Our Work

Research Priorities

The Long Covid Research Initiative has developed a comprehensive research program with the goal not only to understand if Long Covid patients still harbor the SARS-CoV-2 virus, but to determine what exactly the virus is doing to drive chronic disease. We will identify the virus’s effects on the immune system, and its impact on a wide range of processes such as blood clotting, nerve signaling, and cognitive function. 

The LCRI Research Program

The LCRI Research Program contains studies spanning the following topics:

  1. Tissue biopsy studies: designed to identify SARS-CoV-2, its proteins, and related changes to the immune and genetic landscape in intestinal, lung, lymph node, and other tissue samples collected from Long Covid patients.  
  2. Autopsy and imaging studies: designed to reveal the deep-tissue locations of SARS-CoV-2 reservoirs and ongoing antiviral T cell activity throughout the body and brain.
  3. Blood-based biomarker studies: designed to capture key metrics in blood such as spike protein or immune cell patterns that can infer the presence of SARS-CoV-2 in tissue, making diagnosis easier outside of research labs.
  4. Downstream consequences of persistence: designed to characterize a wide range of downstream effects of SARS-CoV-2 persistence including impacts on clotting, cerebrospinal fluid flow, neuroinflammation, and vagus nerve signaling.
  5. Impact on other pathogens and microbiome: designed to determine the extent to which SARS-CoV-2’s impact on the immune system facilitates the reactivation of other latent pathogens such as herpesviruses or the parasite Toxoplasma, and/or disrupts the delicate balance of the human microbiome.

These projects push the boundaries of how cutting-edge technologies can be used in the study of chronic disease.
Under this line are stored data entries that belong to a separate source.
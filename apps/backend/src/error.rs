//! Error handling for the editor API

use axum::{
    http::StatusCode,
    response::{IntoResponse, Response},
    Json,
};
use cardsheet_core::CardError;
use serde::Serialize;
use thiserror::Error;

use crate::services::catalog::CatalogError;
use crate::services::library::LibraryError;

/// API error types
#[derive(Debug, Error)]
pub enum ApiError {
    #[error("Parse error: {0}")]
    Parse(String),

    #[error("Structural error: {0}")]
    Structural(String),

    #[error("Validation error: {0}")]
    Validation(String),

    #[error("Fetch error: {0}")]
    Fetch(String),

    #[error("Not found: {0}")]
    NotFound(String),

    #[error("Bad request: {0}")]
    BadRequest(String),

    #[error("Internal error: {0}")]
    Internal(String),
}

/// Error response body
#[derive(Serialize)]
struct ErrorResponse {
    error: String,
    message: String,
}

impl IntoResponse for ApiError {
    fn into_response(self) -> Response {
        let (status, error_type) = match &self {
            ApiError::Parse(_) => (StatusCode::BAD_REQUEST, "parse_error"),
            ApiError::Structural(_) => (StatusCode::BAD_REQUEST, "structural_error"),
            ApiError::Validation(_) => (StatusCode::BAD_REQUEST, "validation_error"),
            ApiError::BadRequest(_) => (StatusCode::BAD_REQUEST, "bad_request"),
            ApiError::NotFound(_) => (StatusCode::NOT_FOUND, "not_found"),
            ApiError::Fetch(_) => (StatusCode::BAD_GATEWAY, "fetch_error"),
            ApiError::Internal(_) => (StatusCode::INTERNAL_SERVER_ERROR, "internal_error"),
        };

        let body = Json(ErrorResponse {
            error: error_type.to_string(),
            message: self.to_string(),
        });

        (status, body).into_response()
    }
}

impl From<CardError> for ApiError {
    fn from(e: CardError) -> Self {
        match e {
            CardError::Parse { .. } => ApiError::Parse(e.to_string()),
            CardError::Structural(message) => ApiError::Structural(message),
            CardError::Validation(message) => ApiError::Validation(message),
            CardError::UnknownCard(id) => ApiError::NotFound(format!("card {id}")),
            CardError::FieldNotInSchema { .. }
            | CardError::InvalidColor(_)
            | CardError::InvalidPageCapacity => ApiError::BadRequest(e.to_string()),
            CardError::Serialize(message) => ApiError::Internal(message),
        }
    }
}

impl From<CatalogError> for ApiError {
    fn from(e: CatalogError) -> Self {
        ApiError::Fetch(e.to_string())
    }
}

impl From<LibraryError> for ApiError {
    fn from(e: LibraryError) -> Self {
        match e {
            LibraryError::UnknownClass(_) => ApiError::BadRequest(e.to_string()),
            LibraryError::Read { .. } => ApiError::Fetch(e.to_string()),
        }
    }
}

/// Result type alias for API operations
pub type Result<T> = std::result::Result<T, ApiError>;
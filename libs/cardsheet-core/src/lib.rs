//! Core card sheet library shared by the editor service.
//!
//! Provides:
//! - Card model with per-type field schemas (spell, weapon, armor)
//! - YAML card loader with class-scoped merging and saved-deck round trips
//! - Filter engine and class-derived border colours
//! - Sheet layout for printable pages and double-sided backing sheets
//! - Card mutation operations and the editing session that ties them together

pub mod classes;
pub mod color;
pub mod error;
pub mod filter;
pub mod layout;
pub mod loader;
pub mod mutation;
pub mod session;
pub mod store;
pub mod types;

pub use classes::{ClassInfo, ClassRegistry};
pub use color::Rgb;
pub use error::{CardError, Result};
pub use filter::{border_color, visible_cards, FilterSelection};
pub use layout::{build_sheets, Sheet, SheetLayout, DEFAULT_PAGE_CAPACITY};
pub use loader::{dump_cards, load_saved_deck, merge_sources, parse_cards, CardSource, LoadReport};
pub use mutation::MutationOutcome;
pub use session::EditorSession;
pub use store::{CardStore, StoredCard};
pub use types::{CardId, CardRecord, CardType, FieldSpec, MAX_LEVEL};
These include sequencing technologies like spatial transcriptomics that allow for a detailed understanding of immune activity near identified virus; whole-body PET imaging technologies that allow for visualization of SARS-CoV-2 in deep tissue reservoirs; and single nuclei RNA sequencing to characterize the landscape of tissue, blood vessel, and nervous system changes. 

The LCRI Clinical Trials Program

Our Clinical Trials Program will build on the findings of the Research Program to identify a pipeline of therapeutics that LCRI will position into clinical trials. Candidate therapeutics include SARS-CoV-2 antivirals, immunomodulators, targeted anticoagulants, and microbiome-based therapeutics. We will draw on the patient community to communicate the urgent need for rapid clinical trials to regulatory agencies and pharmaceutical companies.

What Makes our Approach Unique?

  • A research team of leading experts working collaboratively and across institutions to execute a coordinated research program. 
  • Treating patients is our priority. Our goal is to find effective treatments for those suffering, and everything we do works towards this aim. 
  • A focus on the root cause. We will identify and treat the drivers of the disease, not just the symptoms.
  • Less bureaucracy. Researchers often spend half of their time on grant applications. We will break this model of medical research by engaging private funders and working as a lean organization to move fast.
  • An operating model with the urgency and pragmatism of a startup. LCRI brings cross-institution collaboration, an innovative trials program, and high levels of patient engagement.

The Big Picture

We stand at an important moment in time. Viruses beyond SARS-CoV-2 – such as Epstein-Barr Virus and the enteroviruses – are increasingly implicated in a growing number of chronic conditions, including ME/CFS, multiple sclerosis, Parkinson’s, and Alzheimer’s disease. Bacterial pathogens such as Borrelia burgdorferi (Lyme disease) are also increasingly connected to the development of chronic disease symptoms. Persistent viral or bacterial activity may even play a role in the human aging process, positioning this work at the center of longevity research. We will iterate the LCRI collaborative infrastructure and cutting-edge technologies toward the study of pathogen activity in these related conditions. This could usher in an era in which antivirals, immunotherapies, and related therapeutics become treatment possibilities for millions of patients across the globe.